I've heard this biblical command used over and over to teach that we need to learn to love ourselves more. How can we love our neighbor as ourselves if we don't love ourselves? Because, you know, we are SO filled with self-hate. We don't like who we are; we just don't accept ourselves for how we are made.

Good heavens. Satan must be particularly proud of himself for that one: turning the second greatest command of God into an invitation to indulge the most basic and greatest of all sins -- pride. Yep, that was pretty brilliant. And what suckers we are to fall for it.

I can't think of a single place in the Word where we are instructed to grow in love for ourselves, to try to love ourselves, or to love ourselves at all. Rather, we are constantly being told to die to ourselves, to put God and others above ourselves. In Jesus' command here, he assumes that we love ourselves from the start – which seems like a reasonable assumption to me, having observed myself and a good number of human beings for several years now. Our problem is never that we think of ourselves more lowly than we ought. Quite the contrary.

I've been reading and re-reading C.S. Lewis' Mere Christianity during my nighttime devotions these days. (There's another brilliant one, C.S. Lewis. Not to compare him to Satan -- but yeah, brilliant.)  He talks about this self-love idea:

Do I think well of myself, think myself a nice chap? Well, I am afraid I sometimes do (and those are, no doubt, my worst moments) but that is not why I love myself. In fact it is the other way round: my self-love makes me think myself nice, but thinking myself nice is not why I love myself. . . . In my most clear-sighted moments not only do I not think myself a nice man, but I know that I am a very nasty one.
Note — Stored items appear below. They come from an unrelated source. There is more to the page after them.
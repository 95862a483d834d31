//! Client-side request/response correlator (spec §4.3, component C3).

use std::collections::HashMap;
use std::sync::atomic::{AtomicU32, Ordering};
use std::time::Duration;

use parking_lot::Mutex;
use tokio::sync::oneshot;

use crate::error::{CoreError, Result};
use crate::frame::FrameWriter;
use crate::protocol::{ControlMessage, ServerResponse, WireMessage};

/// Maps in-flight `request_id`s to the waiter that should be woken when
/// the matching response arrives (or a timeout fires).
pub struct RequestCorrelator {
    pending: Mutex<HashMap<u32, oneshot::Sender<ServerResponse>>>,
    next_id: AtomicU32,
}

impl Default for RequestCorrelator {
    fn default() -> Self {
        Self::new()
    }
}

impl RequestCorrelator {
    pub fn new() -> Self {
        Self { pending: Mutex::new(HashMap::new()), next_id: AtomicU32::new(1) }
    }

    /// Allocate a request id, send `msg` through `writer`, and wait up to
    /// `timeout` for the matching `ServerResponse`.
    ///
    /// The waiter is inserted into the pending table *before* the frame is
    /// sent, so a response racing ahead of the insert can never be missed
    /// (spec §4.3 step 2).
    pub async fn request(&self, writer: &FrameWriter, mut msg: ControlMessage, timeout: Duration) -> Result<ServerResponse> {
        let id = self.next_id.fetch_add(1, Ordering::Relaxed);
        msg.request_id = id;
        let (tx, rx) = oneshot::channel();
        self.pending.lock().insert(id, tx);

        let encoded = WireMessage::Control(msg).encode()?;
        if let Err(error) = writer.send(encoded) {
            self.pending.lock().remove(&id);
            tracing::debug!(request_id = id, %error, "send failed, request lost");
            return Err(CoreError::ConnectionLost);
        }

        match tokio::time::timeout(timeout, rx).await {
            Ok(Ok(response)) => Ok(response),
            Ok(Err(_canceled)) => Err(CoreError::ConnectionLost),
            Err(_elapsed) => {
                self.pending.lock().remove(&id);
                Err(CoreError::Timeout)
            }
        }
    }

    /// Deliver an inbound `ServerResponse`. Returns `Some` only for a
    /// genuinely unsolicited message (`request_id == 0`) — the caller
    /// routes that to the unsolicited-message sink. A response that
    /// matches a pending waiter is consumed here and `None` is returned. A
    /// late or orphaned response (non-zero `request_id` with no matching
    /// waiter, e.g. one that arrives after `request()` already removed the
    /// id on timeout) is discarded and `None` is also returned — spec
    /// §4.3 requires it be dropped, not surfaced as if it were a server
    /// push.
    pub fn complete(&self, response: ServerResponse) -> Option<ServerResponse> {
        if response.is_unsolicited() {
            return Some(response);
        }
        match self.pending.lock().remove(&response.request_id) {
            Some(tx) => {
                let _ = tx.send(response);
            }
            None => {
                tracing::debug!(request_id = response.request_id, "late or orphaned response discarded");
            }
        }
        None
    }

    /// Wake every outstanding waiter with `ConnectionLost` (dropping the
    /// sender triggers `RecvError` on the receiving side).
    pub fn shutdown(&self) {
        for (_, tx) in self.pending.lock().drain() {
            drop(tx);
        }
    }

    #[cfg(test)]
    pub fn pending_count(&self) -> usize {
        self.pending.lock().len()
    }
}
I can look at some of the things I have done with horror and loathing.

So, the Self-Love contingency would say, "See? He can't like himself when he thinks he does horrible loathsome things. How could he?" But Lewis continues:

I remember Christian teachers telling me long ago that I must hate a bad man's actions, but not hate the bad man: or, as they would say, hate the sin but not the sinner. For a long time I used to think this a silly, straw-splitting distinction: how could you hate what a man did and not hate the man? But years later it occurred to me that there was one man to whom I had been doing this all my life--namely myself. However much I might dislike my own cowardice or conceit or greed, I went on loving myself. There had never been the slightest difficulty about it. In fact the very reason I loved myself, I was sorry to find that I was the sort of man who did those things.

Part of this has to do with our definition of love. If you think love has to do with fondness or affection, you might have trouble loving loathsome people. But love is not a feeling; it is an action. Love is acting in another's best interests. (Which, Lewis notes, is easier to do when we are fond of the person, so it still behooves us to try to develop some fondness for folks . . . but it's not a requirement to obey the command.) Even when I hate the things I do, I still act in my own best interests.

And even when I hate the actions and behaviors of my neighbor, I can still act in their best interests. I can love them. I can even have some affection for most of them, if I give it some effort. 

This love command of Jesus' -- it really requires more attention than we give it.